I'd like to know how to measure interrupt times without external programs. In other words, I'd like to do the time measurement in the code myself, ideally using hardware registers. For the sake of this question, let's suppose that there is no O/S.

Having said this:

In an assembler program which runs on a Pentium-M like processor, I would like to measure the time a certain procedure needs for execution. This is usually a no-brainer, there are many articles which state and show how to do that, and I also have my own method which works reliably.

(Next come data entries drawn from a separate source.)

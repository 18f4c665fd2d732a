//! # auspex-runtime
//!
//! Multi-provider LLM dispatch and consensus orchestration for Auspex.
//!
//! This crate owns everything that touches the network: provider adapters
//! behind the [`ProviderClient`](providers::ProviderClient) capability,
//! credential resolution, concurrent fan-out with per-call timeouts, and
//! the gateway-facing wire contract. The consensus arithmetic itself is
//! `auspex-core` and stays deterministic and I/O-free.
//!
//! ## Example
//!
//! ```rust,ignore
//! use std::sync::Arc;
//! use auspex_core::EvaluationQuestion;
//! use auspex_runtime::{ConsensusEngineBuilder, EnvCredentials, RuntimeConfig};
//!
//! let engine = ConsensusEngineBuilder::new()
//!     .credentials(Arc::new(EnvCredentials))
//!     .config(RuntimeConfig::default())
//!     .build()?;
//!
//! let question = EvaluationQuestion::new("Who wins?", "Red", "Blue")?;
//! let result = engine.evaluate(&question).await?;
//! ```
//!
//! ## Features
//!
//! Adapters are feature-gated so embedders only compile the HTTP stack
//! they use: `openai`, `deepseek`, `gemini`, or `all-providers`.

pub mod cache;
pub mod config;
pub mod engine;
pub mod prompts;
pub mod providers;
pub mod usage;
pub mod wire;

// Re-export main types at crate root
pub use cache::{CacheKey, ConsensusCache};
pub use config::{ConfigError, ProviderSpec, RuntimeConfig};
pub use engine::{
    AttemptOutcome, ConsensusEngine, ConsensusEngineBuilder, EngineError, EvaluationReport,
    FailureKind, ProviderAttempt, ProviderFailure,
};
pub use providers::{
    ApiCredential, CompletionConfig, CompletionResponse, CredentialResolver, CredentialSource,
    EnvCredentials, ProviderClient, ProviderError, ProviderFactory, ProviderRegistry,
    StaticCredentials, TokenUsage,
};
pub use usage::{EvaluationUsage, UsageTracker};
pub use wire::{DetailedResponse, ErrorBody, EvaluateRequest, EvaluateResponse, VoteCounts};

However, in this case, there is a problem: The procedure may be interrupted (by hardware interrupts) at any time. Since I'd like to measure the pure execution time of the procedure itself, things are getting more complicated:

  • Measure the whole time the procedure has needed (easy)
  • Measure the time the interrupt handlers have needed while the procedure was running (not that easy)
  • Subtract the interrupt time from the whole time to get the figure I'm interested in

I always thought that on "modern" Intel PC CPUs there is a counter which only counts up while the CPU executes an interrupt handler. But that doesn't seem to be the case. At least, I haven't found it in the "Performance Monitoring" Chapter of the Intel 64 and IA-32 Architectures Software Developer's manual.

I have worked out a solution which fits my needs for the moment, but is not as precise as I'd like it to be for future cases, and it is not very elegant.

Therefore, I'd like to know whether I have missed a hardware counter which could help me by counting only while executing an interrupt handler (or alternatively, counting only when executing code which is not in an interrupt handler).

Disabling interrupts to measure the pure procedure execution time is not an option, because the things which happen in the interrupt handlers may have effects on the execution of the procedure.

The procedure and the interrupt handlers are running on the same core.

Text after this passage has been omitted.